There were a few things that they knew for certain which were:

  • Individuals with zinc deficiency were more likely to develop high blood pressure.
  • Blood vessels in the heart and brain were more sensitive to zinc than other vessels in the body.
  • Zinc supplements reduced the systolic blood pressure numbers but did not affect the diastolic blood pressure numbers.

Now, after decades of research, they are honing in on exactly how zinc affects your blood pressure. Zinc can assist to regulate blood pressure levels. We have some great suggestion on how to lower your blood pressure fast.

What is zinc?

Zinc is a trace mineral that’s essential to our body, but not produced by it. While our bodies only need a small amount of it, that doesn’t reduce its importance. After iron, zinc is the second most abundant trace mineral in your body.
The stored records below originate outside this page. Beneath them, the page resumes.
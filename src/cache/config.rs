use std::num::NonZeroUsize;

const DEFAULT_CAPACITY: usize = 2048;

/// Sizing for the object cache, taken from the `[cache]` settings section.
#[derive(Debug, Clone)]
pub struct CacheConfig {
    /// Maximum number of entries kept before least-recently-used eviction.
    pub capacity: usize,
}

impl Default for CacheConfig {
    fn default() -> Self {
        Self {
            capacity: DEFAULT_CAPACITY,
        }
    }
}

impl From<&crate::config::CacheSettings> for CacheConfig {
    fn from(settings: &crate::config::CacheSettings) -> Self {
        Self {
            capacity: settings.capacity,
        }
    }
}

impl CacheConfig {
    /// Returns the capacity as NonZeroUsize, clamping to 1 if zero.
    pub fn capacity_non_zero(&self) -> NonZeroUsize {
        NonZeroUsize::new(self.capacity).unwrap_or(NonZeroUsize::MIN)
    }
}
//! Landing Aggregator
//!
//! Assembles the public page configuration. The caller always gets a response:
//! every failure on the way turns into the fallback payload plus an observer
//! event carrying a stable reason code.
//!
//! Resolution order:
//! 1. pricing and downloads (load-bearing)
//! 2. variant by slug, or weighted selection when no slug is given
//! 3. enabled sections of that variant
//! 4. renderability: at least one section and a hero
//! 5. branding, best-effort, on live and fallback responses alike

use crate::fallback_source::FallbackProvider;
use crate::providers::{BrandingProvider, DownloadProvider, PricingProvider};
use crate::selector::VariantSelector;
use lander_core::errors::{ExError, ExErrorKind};
use lander_core::model::{Branding, LandingConfigResponse, LandingSection, VariantStatus};
use lander_core::observability::{Observer, TracingObserver};
use lander_core::{log_op_end, log_op_start};
use lander_core_types::schema::{
    EVENT_BRANDING_UNAVAILABLE, EVENT_LANDING_FALLBACK, FIELD_ERROR, FIELD_REASON,
    FIELD_REQUEST_ID, FIELD_VARIANT_SLUG, REASON_DOWNLOADS_UNAVAILABLE, REASON_MISSING_HERO,
    REASON_NO_SECTIONS, REASON_PRICING_UNAVAILABLE, REASON_SECTIONS_UNAVAILABLE,
    REASON_SELECTION_FAILED, REASON_SLUG_LOOKUP_FAILED,
};
use lander_core_types::RequestId;
use lander_store::repo::{SectionRepo, VariantRepo};
use rusqlite::Connection;
use std::sync::Arc;
use std::time::Instant;

/// Bundle requested from the download provider unless configured otherwise
pub const DEFAULT_BUNDLE_KEY: &str = "default";

/// Why live resolution was abandoned
#[derive(Debug, Clone)]
struct Degraded {
    reason: &'static str,
    slug: String,
    error: Option<String>,
}

impl Degraded {
    fn new(reason: &'static str, slug: &str) -> Self {
        Self {
            reason,
            slug: slug.to_string(),
            error: None,
        }
    }

    fn caused_by(mut self, err: &ExError) -> Self {
        self.error = Some(err.to_string());
        self
    }
}

pub struct LandingAggregator {
    pricing: Arc<dyn PricingProvider>,
    downloads: Arc<dyn DownloadProvider>,
    branding: Option<Arc<dyn BrandingProvider>>,
    fallback: Arc<dyn FallbackProvider>,
    selector: Arc<VariantSelector>,
    observer: Arc<dyn Observer>,
    bundle_key: String,
}

impl LandingAggregator {
    pub fn new(
        pricing: Arc<dyn PricingProvider>,
        downloads: Arc<dyn DownloadProvider>,
        fallback: Arc<dyn FallbackProvider>,
    ) -> Self {
        Self {
            pricing,
            downloads,
            branding: None,
            fallback,
            selector: Arc::new(VariantSelector::from_entropy()),
            observer: Arc::new(TracingObserver),
            bundle_key: DEFAULT_BUNDLE_KEY.to_string(),
        }
    }

    pub fn with_branding(mut self, branding: Arc<dyn BrandingProvider>) -> Self {
        self.branding = Some(branding);
        self
    }

    pub fn with_selector(mut self, selector: Arc<VariantSelector>) -> Self {
        self.selector = selector;
        self
    }

    pub fn with_observer(mut self, observer: Arc<dyn Observer>) -> Self {
        self.observer = observer;
        self
    }

    pub fn with_bundle_key(mut self, bundle_key: impl Into<String>) -> Self {
        self.bundle_key = bundle_key.into();
        self
    }

    /// Resolve the page for `slug`, or for a weighted pick when `slug` is
    /// absent or blank
    ///
    /// Never fails; `fallback` on the response tells whether the offline
    /// payload was served.
    pub fn landing_config(&self, conn: &Connection, slug: Option<&str>) -> LandingConfigResponse {
        let request_id = RequestId::new();
        let slug = slug.map(str::trim).filter(|s| !s.is_empty());
        log_op_start!(
            "landing_config",
            request_id = request_id.as_str(),
            slug = slug.unwrap_or_default()
        );
        let start = Instant::now();

        let response = match self.resolve(conn, slug) {
            Ok(live) => live,
            Err(degraded) => self.degrade(degraded, &request_id),
        };
        let response = self.merge_branding(response, &request_id);

        log_op_end!(
            "landing_config",
            duration_ms = start.elapsed().as_millis() as u64,
            request_id = request_id.as_str(),
            fallback = response.fallback,
            served_slug = response.variant.slug.as_str()
        );
        response
    }

    fn resolve(
        &self,
        conn: &Connection,
        slug: Option<&str>,
    ) -> Result<LandingConfigResponse, Degraded> {
        let attempted = slug.unwrap_or_default();

        let pricing = self
            .pricing
            .overview()
            .map_err(|e| Degraded::new(REASON_PRICING_UNAVAILABLE, attempted).caused_by(&e))?;
        let downloads = self
            .downloads
            .list_apps(&self.bundle_key)
            .map_err(|e| Degraded::new(REASON_DOWNLOADS_UNAVAILABLE, attempted).caused_by(&e))?;

        let variant = match slug {
            Some(slug) => VariantRepo::get_by_slug(conn, slug)
                .and_then(|v| match v.status {
                    VariantStatus::Deleted => Err(ExError::new(ExErrorKind::NotFound)
                        .with_op("landing_config")
                        .with_entity_id(slug)
                        .with_message("Variant is deleted")),
                    _ => Ok(v),
                })
                .map_err(|e| Degraded::new(REASON_SLUG_LOOKUP_FAILED, slug).caused_by(&e))?,
            None => self
                .selector
                .select(conn)
                .map_err(|e| Degraded::new(REASON_SELECTION_FAILED, attempted).caused_by(&e))?,
        };

        let mut sections: Vec<LandingSection> = SectionRepo::list_public(conn, &variant.id)
            .map_err(|e| Degraded::new(REASON_SECTIONS_UNAVAILABLE, &variant.slug).caused_by(&e))?
            .into_iter()
            .map(LandingSection::from)
            .collect();
        sections.sort_by_key(|s| s.order);

        if sections.is_empty() {
            return Err(Degraded::new(REASON_NO_SECTIONS, &variant.slug));
        }
        if !sections.iter().any(LandingSection::is_hero) {
            return Err(Degraded::new(REASON_MISSING_HERO, &variant.slug));
        }

        Ok(LandingConfigResponse {
            variant: variant.summary(),
            sections,
            pricing,
            downloads,
            header: variant.header_config.clone(),
            branding: None,
            fallback: false,
        })
    }

    fn degrade(&self, degraded: Degraded, request_id: &RequestId) -> LandingConfigResponse {
        let mut fields = vec![
            (FIELD_REASON, degraded.reason.to_string()),
            (FIELD_VARIANT_SLUG, degraded.slug),
            (FIELD_REQUEST_ID, request_id.as_str().to_string()),
        ];
        if let Some(error) = degraded.error {
            fields.push((FIELD_ERROR, error));
        }
        self.observer.event(EVENT_LANDING_FALLBACK, &fields);
        self.fallback.payload()
    }

    fn merge_branding(
        &self,
        mut response: LandingConfigResponse,
        request_id: &RequestId,
    ) -> LandingConfigResponse {
        if let Some(branding) = self.fetch_branding(&response.variant.slug, request_id) {
            response.branding = Some(branding);
        }
        response
    }

    fn fetch_branding(&self, slug: &str, request_id: &RequestId) -> Option<Branding> {
        let provider = self.branding.as_ref()?;
        match provider.get() {
            Ok(branding) => Some(branding),
            Err(e) => {
                self.observer.event(
                    EVENT_BRANDING_UNAVAILABLE,
                    &[
                        (FIELD_VARIANT_SLUG, slug.to_string()),
                        (FIELD_ERROR, e.to_string()),
                        (FIELD_REQUEST_ID, request_id.as_str().to_string()),
                    ],
                );
                None
            }
        }
    }
}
Found throughout your body’s cells, zinc aids the immune system’s fight against disease and infection and is vital in wound healing. Additionally, it plays a major part in fetal development during pregnancy and throughout childhood.

Since the body doesn’t produce zinc, foods containing it provide the low recommended daily allowance (RDA) we need.

If you aren’t getting enough zinc from your diet, you could have low levels in your body. Your blood pressure medication(s) could also be a culprit of low zinc, as some of them decrease the amount of zinc in your blood.

While the reason why was previously unknown, studies showed that people with a zinc deficiency were more likely to have high blood pressure. Researchers started running studies and labs to figure out why.

The relationship between sodium and zinc

You might wonder what these two things have in common, or what sodium has to do with whether zinc is good for hypertension. Understanding how they each work and their relationship to each other can help explain the recent scientific findings.

What is sodium?

Sodium is a mineral, and a chemical element found in salt we use for food. Sodium is essential for our life function. But too much sodium can be a very bad thing. 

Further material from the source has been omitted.